Namun pada kesempatan ini Campbell sedikit banyak lebih mengerucut pada bagaimana sebuah visual dapat menceritakan banyak hal lewat adanya foto jurnalistik. Lahirnya teknologi yang semakin canggih berpengaruh besar pada praktik foto jurnalistik contohnya dengan kedatangan berbagai jenis kamera sehingga dapat menghasilkan visual yang semakin memikat.
Ia juga mengatakan bahwa dewasa ini dunia bukanlah suatu tempat di mana satu bentuk visual telah mati, melainkan tempat di mana bentuk visual masih hidup dan malah bertumbuh lebih kuat dikarenakan adanya layar yang telah menjadi titik akses yang dominan untuk berbagai konten.
Visual juga tak lupa dikatakan memiliki kekuatan sosial yang cukup besar untuk menarik perhatian yang dengan hal itu seorang jurnalis foto dapat membawa estetika dan komitmen dalam pelaporan suatu peristiwa (Champbell, 2013).
Perjalanan Akses Informasi: dari Cetak hingga Online, sampai Seluler.
Jika pada poin pertama Campbell menjelaskan bagaimana perkembangan dunia visual dalam merebaknya teknologi dalam ranah jurnalisme, kali ini ia juga menjelaskan bahwa dahulu foto jurnalistik tak jarang mengandalkan publikasi secara cetak.
Namun sayangnya hanya salah satu dari kedua komponen yang bertahan, dengan kata lain praktik foto jurnalistik tetap kuat sementara platform cetak yang dimanfaatkan berada dalam krisis.
Dalam tulisannya, Campbell lebih berfokus pada bagaimana keadaan surat kabar di Amerika yang menunjukan proporsi masyarakat yang membaca berita secara cetak terus menyusut.
Hal itu disebabkan oleh mulai beralihnya masyarakat pada cara membaca berita yang baru yakni melalui perangkat elektronik atau audio. Masyarakat mengatakan bahwa berita merupakan salah satu hal utama yang mereka akses saat menggunakan perangkat seluler sehingga penggunaan seluler ini kemudian meningkatkan konsumsi berita.
Multimedia dan Berita Online
Internet semakin bermigrasi dan online merupakan salah satu jalan utama untuk mendapatkan berita sehingga kita akan semakin sering menemukan ‘multimedia’ di dalamnya.

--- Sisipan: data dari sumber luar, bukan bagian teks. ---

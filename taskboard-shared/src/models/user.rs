/// User model and database operations
///
/// This module provides the User model and CRUD operations for managing user
/// accounts. Accounts are immutable after registration; there is no profile
/// editing surface.
///
/// # Schema
///
/// ```sql
/// CREATE TABLE users (
///     id UUID PRIMARY KEY DEFAULT gen_random_uuid(),
///     username VARCHAR(255) NOT NULL,
///     email VARCHAR(255) NOT NULL UNIQUE,
///     password_hash VARCHAR(255) NOT NULL,
///     role user_role NOT NULL DEFAULT 'user',
///     created_at TIMESTAMPTZ NOT NULL DEFAULT NOW(),
///     updated_at TIMESTAMPTZ NOT NULL DEFAULT NOW()
/// );
/// ```
///
/// # Example
///
/// ```no_run
/// use taskboard_shared::models::user::{CreateUser, Role, User};
/// # use sqlx::PgPool;
///
/// # async fn example(pool: PgPool) -> Result<(), sqlx::Error> {
/// let new_user = CreateUser {
///     username: "jane".to_string(),
///     email: "jane@example.com".to_string(),
///     password_hash: "$argon2id$...".to_string(),
///     role: Role::User,
/// };
///
/// let user = User::create(&pool, new_user).await?;
/// println!("Created user: {}", user.id);
///
/// let found = User::find_by_email(&pool, "jane@example.com").await?;
/// # Ok(())
/// # }
/// ```

use chrono::{DateTime, Utc};
use serde::{Deserialize, Serialize};
use sqlx::PgPool;
use uuid::Uuid;

/// User role
///
/// Roles form a closed set with no hierarchy. An admin sees and manages all
/// tasks; a regular user only their own.
#[derive(Debug, Clone, Copy, PartialEq, Eq, Serialize, Deserialize, sqlx::Type)]
#[sqlx(type_name = "user_role", rename_all = "lowercase")]
#[serde(rename_all = "lowercase")]
pub enum Role {
    /// Regular user, sees only their own tasks
    User,

    /// Administrator, sees all tasks including soft-deleted ones
    Admin,
}

impl Role {
    /// Gets role as string
    pub fn as_str(&self) -> &'static str {
        match self {
            Role::User => "user",
            Role::Admin => "admin",
        }
    }

    /// Parses a role from its wire representation
    pub fn parse(s: &str) -> Option<Self> {
        match s {
            "user" => Some(Role::User),
            "admin" => Some(Role::Admin),
            _ => None,
        }
    }
}

impl Default for Role {
    fn default() -> Self {
        Role::User
    }
}

/// User model representing a user account
///
/// Passwords are stored as Argon2id hashes, never in plaintext, and the hash
/// is never serialized into responses.
#[derive(Debug, Clone, Serialize, sqlx::FromRow)]
pub struct User {
    /// Unique user ID (UUID v4)
    pub id: Uuid,

    /// Display name
    pub username: String,

    /// Email address
    ///
    /// Must be unique across all users
    pub email: String,

    /// Argon2id password hash, excluded from serialization
    #[serde(skip_serializing)]
    pub password_hash: String,

    /// Account role
    pub role: Role,

    /// When the user account was created
    pub created_at: DateTime<Utc>,

    /// When the user account was last updated
    pub updated_at: DateTime<Utc>,
}

/// Input for creating a new user
#[derive(Debug, Clone)]
pub struct CreateUser {
    /// Display name
    pub username: String,

    /// Email address (must not already exist)
    pub email: String,

    /// Argon2id password hash (NOT a plaintext password)
    pub password_hash: String,

    /// Account role
    pub role: Role,
}

impl User {
    /// Creates a new user in the database
    ///
    /// # Errors
    ///
    /// Returns an error if the email already exists (unique constraint
    /// violation) or the database connection fails.
    pub async fn create(pool: &PgPool, data: CreateUser) -> Result<Self, sqlx::Error> {
        let user = sqlx::query_as::<_, User>(
            r#"
            INSERT INTO users (username, email, password_hash, role)
            VALUES ($1, $2, $3, $4)
            RETURNING id, username, email, password_hash, role, created_at, updated_at
            "#,
        )
        .bind(data.username)
        .bind(data.email)
        .bind(data.password_hash)
        .bind(data.role)
        .fetch_one(pool)
        .await?;

        Ok(user)
    }

    /// Finds a user by ID
    pub async fn find_by_id(pool: &PgPool, id: Uuid) -> Result<Option<Self>, sqlx::Error> {
        let user = sqlx::query_as::<_, User>(
            r#"
            SELECT id, username, email, password_hash, role, created_at, updated_at
            FROM users
            WHERE id = $1
            "#,
        )
        .bind(id)
        .fetch_optional(pool)
        .await?;

        Ok(user)
    }

    /// Finds a user by email address
    pub async fn find_by_email(pool: &PgPool, email: &str) -> Result<Option<Self>, sqlx::Error> {
        let user = sqlx::query_as::<_, User>(
            r#"
            SELECT id, username, email, password_hash, role, created_at, updated_at
            FROM users
            WHERE email = $1
            "#,
        )
        .bind(email)
        .fetch_optional(pool)
        .await?;

        Ok(user)
    }

    /// Checks whether an email address is already registered
    ///
    /// Used by registration validation to report taken addresses without
    /// fetching the full row.
    pub async fn email_exists(pool: &PgPool, email: &str) -> Result<bool, sqlx::Error> {
        let exists: bool =
            sqlx::query_scalar("SELECT EXISTS (SELECT 1 FROM users WHERE email = $1)")
                .bind(email)
                .fetch_one(pool)
                .await?;

        Ok(exists)
    }

    /// Checks whether a user with the given ID exists
    pub async fn exists(pool: &PgPool, id: Uuid) -> Result<bool, sqlx::Error> {
        let exists: bool = sqlx::query_scalar("SELECT EXISTS (SELECT 1 FROM users WHERE id = $1)")
            .bind(id)
            .fetch_one(pool)
            .await?;

        Ok(exists)
    }
}

#[cfg(test)]
mod tests {
    use super::*;

    #[test]
    fn test_role_as_str() {
        assert_eq!(Role::User.as_str(), "user");
        assert_eq!(Role::Admin.as_str(), "admin");
    }

    #[test]
    fn test_role_parse() {
        assert_eq!(Role::parse("user"), Some(Role::User));
        assert_eq!(Role::parse("admin"), Some(Role::Admin));
        assert_eq!(Role::parse("superadmin"), None);
        assert_eq!(Role::parse("Admin"), None);
        assert_eq!(Role::parse(""), None);
    }

    #[test]
    fn test_role_default_is_user() {
        assert_eq!(Role::default(), Role::User);
    }

    #[test]
    fn test_user_serialization_excludes_password_hash() {
        let user = User {
            id: Uuid::new_v4(),
            username: "jane".to_string(),
            email: "jane@example.com".to_string(),
            password_hash: "$argon2id$secret".to_string(),
            role: Role::User,
            created_at: Utc::now(),
            updated_at: Utc::now(),
        };

        let json = serde_json::to_string(&user).unwrap();
        assert!(json.contains("jane@example.com"));
        assert!(json.contains("\"role\":\"user\""));
        assert!(!json.contains("password_hash"));
        assert!(!json.contains("argon2id"));
    }

    // Integration tests for database operations are in the api crate's tests/
}
/// Authentication endpoints
///
/// - `POST /api/v1/auth/register`: Creates an account
/// - `POST /api/v1/auth/login`: Verifies credentials, returns an access token
/// - `GET /api/v1/auth/user`: Returns the authenticated account (protected)

use axum::{extract::State, Extension};
use serde::Serialize;

use crate::app::AppState;
use crate::error::{ApiError, ApiJson, ApiResult};
use crate::response::ApiResponse;
use crate::validation::{validate_login, validate_register, LoginPayload, RegisterPayload};
use taskboard_shared::auth::jwt::{create_token, Claims};
use taskboard_shared::auth::password::{hash_password, verify_password};
use taskboard_shared::auth::policy::Principal;
use taskboard_shared::models::user::{CreateUser, User};

/// Login response data
#[derive(Debug, Serialize)]
pub struct LoginResponse {
    #[serde(rename = "accessToken")]
    pub access_token: String,
}

/// POST /api/v1/auth/register
///
/// Validates the payload (including email uniqueness), hashes the password,
/// and stores the account. Role defaults to `user` when omitted.
pub async fn register(
    State(state): State<AppState>,
    ApiJson(payload): ApiJson<RegisterPayload>,
) -> ApiResult<ApiResponse<User>> {
    let data = validate_register(&state.db, &payload).await?;

    let password_hash = hash_password(&data.password)?;

    let user = User::create(
        &state.db,
        CreateUser {
            username: data.username,
            email: data.email,
            password_hash,
            role: data.role,
        },
    )
    .await?;

    tracing::info!(user_id = %user.id, "User registered");

    Ok(ApiResponse::new("Register success").data(user))
}

/// POST /api/v1/auth/login
///
/// Verifies credentials against the stored hash and issues an access token.
/// An unknown email and a wrong password produce the same response.
pub async fn login(
    State(state): State<AppState>,
    ApiJson(payload): ApiJson<LoginPayload>,
) -> ApiResult<ApiResponse<LoginResponse>> {
    let data = validate_login(&payload)?;

    let user = User::find_by_email(&state.db, &data.email)
        .await?
        .ok_or(ApiError::InvalidCredentials)?;

    if !verify_password(&data.password, &user.password_hash)? {
        return Err(ApiError::InvalidCredentials);
    }

    let claims = Claims::new(user.id, user.role);
    let access_token = create_token(&claims, &state.config.jwt.secret)?;

    tracing::info!(user_id = %user.id, "User logged in");

    Ok(ApiResponse::new("Login success").data(LoginResponse { access_token }))
}

/// GET /api/v1/auth/user
///
/// Returns the account behind the presented token. A token whose subject no
/// longer exists is treated the same as no token at all.
pub async fn current_user(
    State(state): State<AppState>,
    Extension(principal): Extension<Principal>,
) -> ApiResult<ApiResponse<User>> {
    let user = User::find_by_id(&state.db, principal.user_id)
        .await?
        .ok_or(ApiError::Unauthenticated)?;

    Ok(ApiResponse::new("User data").data(user))
}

Sebut saja pada sekitaran tahun 1990, situs web berita sudah mulai menggunakan berbagai mode pelaporan dengan pemanfaatan teknologi digital yang di dalamnya menyuguhkan tak hanya teks tetapi juga audio dan sarana interaktif bagi penggunanya.
Banyak menjadi pertanyaan, apakah konten multimedia sudah menyampaikan adanya informasi baru atau dipandang sebagai tambahan untuk praktik yang sebenarnya sudah baik di awal?
Jacobsen (dalam Champbell, 2013) menyimpulkan bahwa multimedia dalam pemberitaan dan jurnalisme digunakan sebagai perpanjangan dari kata-kata atau informasi yang tertulis dan tidak selalu menjadi format cerita utama.
Namun disebutkan bahwa salah satu kendala untuk meningkatkan penggunaan konten-konten multimedia yakni karena sistem manajemen konten lama serta alur kerja dari berbagai bidang berita yang membuat tugas sederhana (contohnya menyematkan video pada beranda) menjadi terkesan sulit.